__The task__.
Work out how many lines in the data include the string "after"; reply with that number alone.

[Extracted data entries]
// src/vertex/context.rs

//! Vertex execution context: state, registration and the run sequence.

use std::collections::BTreeMap;
use std::collections::btree_map::Entry;
use std::fmt;
use std::sync::Arc;
use std::time::Duration;

use chrono::{DateTime, Utc};
use parking_lot::RwLock;
use serde::Serialize;
use tokio_util::sync::CancellationToken;
use tracing::{debug, info};

use crate::errors::{DagwalkError, Result};
use crate::kv::Kv;
use crate::records::RecordList;
use crate::signal::{SignalReceiver, SignalSender};
use crate::vertex::result::{VertexOutcome, VertexResult};
use crate::vertex::wait::WaitOutcome;
use crate::work::VertexWork;

/// How often a waiting vertex reports that it is still waiting.
pub const DEFAULT_HEARTBEAT: Duration = Duration::from_secs(5);

/// Mutable part of a vertex, guarded by one lock.
#[derive(Debug)]
pub(crate) struct VertexState {
    pub(crate) scheduled_at: Option<DateTime<Utc>>,
    /// When the work function was invoked; stays `None` on the skip path.
    pub(crate) started_at: Option<DateTime<Utc>>,
    pub(crate) finished_at: Option<DateTime<Utc>>,
    /// Inbound signals, keyed by dependency name.
    pub(crate) dependencies: BTreeMap<String, SignalReceiver>,
    /// Outbound signals, keyed by dependent name.
    pub(crate) dependents: BTreeMap<String, SignalSender>,
    /// Report to the orchestrator; taken by the fan-out.
    pub(crate) completion: Option<SignalSender>,
    /// Set once the dependency wait has taken the inbound signals.
    pub(crate) waited: bool,
    /// Set once every dependency reported success.
    pub(crate) cleared: bool,
    /// Heartbeats emitted per dependency while waiting on it.
    pub(crate) heartbeats: BTreeMap<String, u32>,
}

/// Everything one vertex needs for one execution run.
///
/// Created and wired by the orchestrator, executed exactly once by its own
/// task, then discarded.
pub struct VertexContext<D> {
    pub(crate) execution_name: String,
    pub(crate) vertex_name: String,
    pub(crate) heartbeat: Duration,
    pub(crate) state: RwLock<VertexState>,
    data: D,
    work: Arc<dyn VertexWork<D>>,
    pub(crate) outputs: Kv,
    pub(crate) results: RecordList<VertexResult>,
}

impl<D> fmt::Debug for VertexContext<D> {
    fn fmt(&self, f: &mut fmt::Formatter<'_>) -> fmt::Result {
        f.debug_struct("VertexContext")
            .field("execution_name", &self.execution_name)
            .field("vertex_name", &self.vertex_name)
            .field("heartbeat", &self.heartbeat)
            .field("state", &*self.state.read())
            .finish_non_exhaustive()
    }
}

impl<D> VertexContext<D> {
    /// Create an unwired context. `completion` is the producer end of the
    /// signal the orchestrator reads this vertex's final outcome from.
    pub fn new(
        execution_name: impl Into<String>,
        vertex_name: impl Into<String>,
        data: D,
        work: Arc<dyn VertexWork<D>>,
        completion: SignalSender,
    ) -> Self {
        Self {
            execution_name: execution_name.into(),
            vertex_name: vertex_name.into(),
            heartbeat: DEFAULT_HEARTBEAT,
            state: RwLock::new(VertexState {
                scheduled_at: None,
                started_at: None,
                finished_at: None,
                dependencies: BTreeMap::new(),
                dependents: BTreeMap::new(),
                completion: Some(completion),
                waited: false,
                cleared: false,
                heartbeats: BTreeMap::new(),
            }),
            data,
            work,
            outputs: Kv::new(),
            results: RecordList::new(),
        }
    }

    /// Heartbeat interval of the dependency wait (clamped to at least 1ms).
    pub fn with_heartbeat(mut self, heartbeat: Duration) -> Self {
        self.heartbeat = heartbeat.max(Duration::from_millis(1));
        self
    }

    /// Share the execution-wide output store; the work function writes its
    /// output there under the vertex name.
    pub fn with_outputs(mut self, outputs: Kv) -> Self {
        self.outputs = outputs;
        self
    }

    /// Share the execution-wide list the outcome record is appended to.
    pub fn with_results(mut self, results: RecordList<VertexResult>) -> Self {
        self.results = results;
        self
    }

    pub fn execution_name(&self) -> &str {
        &self.execution_name
    }

    pub fn vertex_name(&self) -> &str {
        &self.vertex_name
    }

    pub fn data(&self) -> &D {
        &self.data
    }

    /// Register the outbound signal towards `dependent`.
    pub fn register_dependent(&self, dependent: impl Into<String>, tx: SignalSender) -> Result<()> {
        let dependent = dependent.into();
        let mut state = self.state.write();
        self.ensure_wiring_open(&state, "dependent", &dependent)?;
        match state.dependents.entry(dependent) {
            Entry::Occupied(e) => Err(DagwalkError::signal_misuse(
                &self.vertex_name,
                format!("dependent '{}' registered twice", e.key()),
            )),
            Entry::Vacant(v) => {
                v.insert(tx);
                Ok(())
            }
        }
    }

    /// Register the inbound signal from `dependency`.
    pub fn register_dependency(&self, dependency: impl Into<String>, rx: SignalReceiver) -> Result<()> {
        let dependency = dependency.into();
        let mut state = self.state.write();
        self.ensure_wiring_open(&state, "dependency", &dependency)?;
        match state.dependencies.entry(dependency) {
            Entry::Occupied(e) => Err(DagwalkError::signal_misuse(
                &self.vertex_name,
                format!("dependency '{}' registered twice", e.key()),
            )),
            Entry::Vacant(v) => {
                v.insert(rx);
                Ok(())
            }
        }
    }

    fn ensure_wiring_open(&self, state: &VertexState, role: &str, name: &str) -> Result<()> {
        if state.scheduled_at.is_some() || state.waited || state.finished_at.is_some() {
            return Err(DagwalkError::signal_misuse(
                &self.vertex_name,
                format!("{role} '{name}' registered after the vertex was scheduled"),
            ));
        }
        Ok(())
    }

    /// Whether the vertex task has started its run sequence.
    pub fn has_started(&self) -> bool {
        self.state.read().scheduled_at.is_some()
    }

    /// Whether the vertex has completed its fan-out.
    pub fn has_finished(&self) -> bool {
        self.state.read().finished_at.is_some()
    }

    pub fn scheduled_at(&self) -> Option<DateTime<Utc>> {
        self.state.read().scheduled_at
    }

    /// When the work function was invoked, if it was.
    pub fn started_at(&self) -> Option<DateTime<Utc>> {
        self.state.read().started_at
    }

    pub fn finished_at(&self) -> Option<DateTime<Utc>> {
        self.state.read().finished_at
    }

    /// Names of the registered dependencies (empty once the wait has started).
    pub fn dependency_names(&self) -> Vec<String> {
        self.state.read().dependencies.keys().cloned().collect()
    }

    /// Names of the registered dependents (empty once the fan-out happened).
    pub fn dependent_names(&self) -> Vec<String> {
        self.state.read().dependents.keys().cloned().collect()
    }

    /// Number of "still waiting" heartbeats emitted for `dependency`.
    pub fn heartbeats_for(&self, dependency: &str) -> u32 {
        self.state
            .read()
            .heartbeats
            .get(dependency)
            .copied()
            .unwrap_or(0)
    }

    /// Stamp `scheduled_at`. Called once, at the start of the run sequence.
    pub fn mark_scheduled(&self) -> Result<()> {
        let mut state = self.state.write();
        if state.scheduled_at.is_some() {
            return Err(DagwalkError::signal_misuse(
                &self.vertex_name,
                "vertex scheduled twice in one execution",
            ));
        }
        state.scheduled_at = Some(Utc::now());
        Ok(())
    }
}

impl<D> VertexContext<D>
where
    D: Serialize + Send + Sync + 'static,
{
    /// Full run sequence of one vertex:
    /// wait on dependencies, then either run the work function or
    /// short-circuit with a failure, and always fan the outcome out.
    ///
    /// Returns the vertex's own outcome. An `Err` means the one-shot wiring
    /// was broken; dependents have still been sent a failure.
    pub async fn execute(&self, cancel: CancellationToken) -> Result<bool> {
        self.mark_scheduled()?;

        let outcome = match self.wait_dependencies(&cancel).await {
            Ok(WaitOutcome::Proceed) => return self.run(cancel).await,
            Ok(WaitOutcome::DependencyFailed { dependency }) => {
                info!(
                    execution = %self.execution_name,
                    vertex = %self.vertex_name,
                    dependency = %dependency,
                    "dependency failed; skipping work function"
                );
                VertexOutcome::DependencyFailed { dependency }
            }
            Ok(WaitOutcome::Cancelled) => {
                info!(
                    execution = %self.execution_name,
                    vertex = %self.vertex_name,
                    "execution cancelled; skipping work function"
                );
                VertexOutcome::Cancelled
            }
            Err(err) => {
                // Dependents still get their (failed) signal.
                self.complete(VertexOutcome::Internal(err.to_string()))?;
                return Err(err);
            }
        };

        self.complete(outcome)?;
        Ok(false)
    }

    /// Invoke the work function and fan out its result.
    ///
    /// Only valid once, after the dependency wait returned
    /// [`WaitOutcome::Proceed`]. Anything else is rejected before the work
    /// function is touched.
    pub(crate) async fn run(&self, cancel: CancellationToken) -> Result<bool> {
        {
            let mut state = self.state.write();
            if !state.cleared || state.started_at.is_some() || state.finished_at.is_some() {
                return Err(DagwalkError::signal_misuse(
                    &self.vertex_name,
                    "work function invoked outside the run sequence",
                ));
            }
            state.started_at = Some(Utc::now());
        }
        debug!(
            execution = %self.execution_name,
            vertex = %self.vertex_name,
            "invoking work function"
        );

        let success = self.work.run(cancel, &self.vertex_name, &self.data).await;

        let outcome = if success {
            VertexOutcome::Succeeded
        } else {
            VertexOutcome::WorkFailed
        };
        self.complete(outcome)?;
        Ok(success)
    }
}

__Task solution__.
2